GM's suppliers are not a happy lot. The relationship is at an all-time low.
In the annual study conducted by Planning Perspectives, Inc. of Birmingham, MI, 85% of GM suppliers characterize their relationship with GM as being poor and 53% of suppliers would "prefer not to do business" with the automaker or are "ambivalent" about it. In contrast, 63% of Honda's and 73% of Toyota's suppliers consider these automakers "very preferred" or "most preferred" customers.
Ford's supplier relations are at the same low level as last year while Nissan continued its positive ratings.
"This year's study shows that suppliers are continuing to shift capital investment and research and development funds to their Japanese customers and decreasing somewhat their investments in the U.S. Big Three," said John W. Henke, Jr., Ph.D., president of Planning Perspectives, Inc. More than 250 Tier 1 suppliers participated in the 2005 study.

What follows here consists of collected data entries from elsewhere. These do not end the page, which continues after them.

//! Estate Models
//!
//! The two pre-trained pipelines behind the predictor page:
//!
//! - a binary **classifier** answering "is this a good investment?" with a
//!   label and per-class probabilities
//! - a **regressor** estimating the price five years out, in Lakhs
//!
//! Each pipeline is a JSON artifact bundling its column encoder with a
//! gradient-boosted tree model (see [`pipeline`]). Callers depend only on the
//! [`Classifier`] and [`Regressor`] traits, so tests and alternative backends
//! plug in without touching the predictor.

pub mod booster;
pub mod encoder;
pub mod pipeline;

use std::path::{Path, PathBuf};
use std::sync::Arc;

use estate_core::FeatureFrame;
use thiserror::Error;

pub use encoder::{ColumnKind, ColumnSpec, FeatureEncoder};
pub use pipeline::{ClassifierArtifact, GbdtClassifier, GbdtRegressor, RegressorArtifact};

#[derive(Error, Debug)]
pub enum ModelError {
    #[error("Failed to read model artifact {path}: {source}")]
    Io {
        path: PathBuf,
        source: std::io::Error,
    },

    #[error("Malformed model artifact: {0}")]
    Json(#[from] serde_json::Error),

    #[error("Invalid model artifact: {0}")]
    InvalidArtifact(String),

    #[error("Booster error: {0}")]
    Booster(String),

    #[error("Unknown value '{value}' for {column}")]
    UnknownCategory { column: String, value: String },

    #[error("Input does not match the model schema: {0}")]
    SchemaMismatch(String),
}

pub type Result<T> = std::result::Result<T, ModelError>;

/// Binary classifier over one feature frame.
pub trait Classifier: Send + Sync {
    /// Predicted class label.
    fn predict(&self, frame: &FeatureFrame) -> Result<i64>;

    /// Probability per class, in the model's class order.
    fn predict_proba(&self, frame: &FeatureFrame) -> Result<Vec<f64>>;
}

/// Scalar regressor over one feature frame.
pub trait Regressor: Send + Sync {
    fn predict(&self, frame: &FeatureFrame) -> Result<f64>;
}

/// Both pipelines, loaded once and shared read-only.
#[derive(Clone)]
pub struct ModelRegistry {
    classifier: Arc<dyn Classifier>,
    regressor: Arc<dyn Regressor>,
}

impl ModelRegistry {
    pub fn new(classifier: Arc<dyn Classifier>, regressor: Arc<dyn Regressor>) -> Self {
        Self {
            classifier,
            regressor,
        }
    }

    /// Load both artifacts from disk. Either failing aborts the load.
    pub fn load(classifier_path: &Path, regressor_path: &Path) -> Result<Self> {
        let classifier = GbdtClassifier::load(classifier_path)?;
        tracing::info!(
            path = %classifier_path.display(),
            inputs = classifier.encoder().width(),
            "classification pipeline loaded"
        );

        let regressor = GbdtRegressor::load(regressor_path)?;
        tracing::info!(
            path = %regressor_path.display(),
            inputs = regressor.encoder().width(),
            "regression pipeline loaded"
        );

        Ok(Self::new(Arc::new(classifier), Arc::new(regressor)))
    }

    pub fn classifier(&self) -> &dyn Classifier {
        self.classifier.as_ref()
    }

    pub fn regressor(&self) -> &dyn Regressor {
        self.regressor.as_ref()
    }
}

impl std::fmt::Debug for ModelRegistry {
    fn fmt(&self, f: &mut std::fmt::Formatter<'_>) -> std::fmt::Result {
        f.debug_struct("ModelRegistry").finish_non_exhaustive()
    }
}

Even as automakers pressure suppliers for price reductions, multi-million dollar cash givebacks and often do not stick to contracts, suppliers cite poor treatment by U.S. automakers as the problem and not cost pressures. Areas of contention include; supplier trust of and open communication with the OEMs, OEMs providing timely information to suppliers, degree of help the OEMs provide the supplier to reduce cost or improve quality, OEMs excessive and late engineering changes, early supplier involvement in the OEMs product development process, the OEMs giving the supplier some means to recover costs on cancelled or delayed programs, and suppliers' ability to make an acceptable return over the long term on the OEMs' business, among other criteria.
The findings point out that U.S. automakers are 180 degrees opposite from their Japanese counterparts in five key areas -- relationship, communication, help, hindrance, and profit opportunity.
"What is apparent is that the Japanese OEMs are applying continuous improvement practices to their supplier working relations just as they have done to their manufacturing processes, and as a result they continue to win the cost-quality-technology race" explains Henke.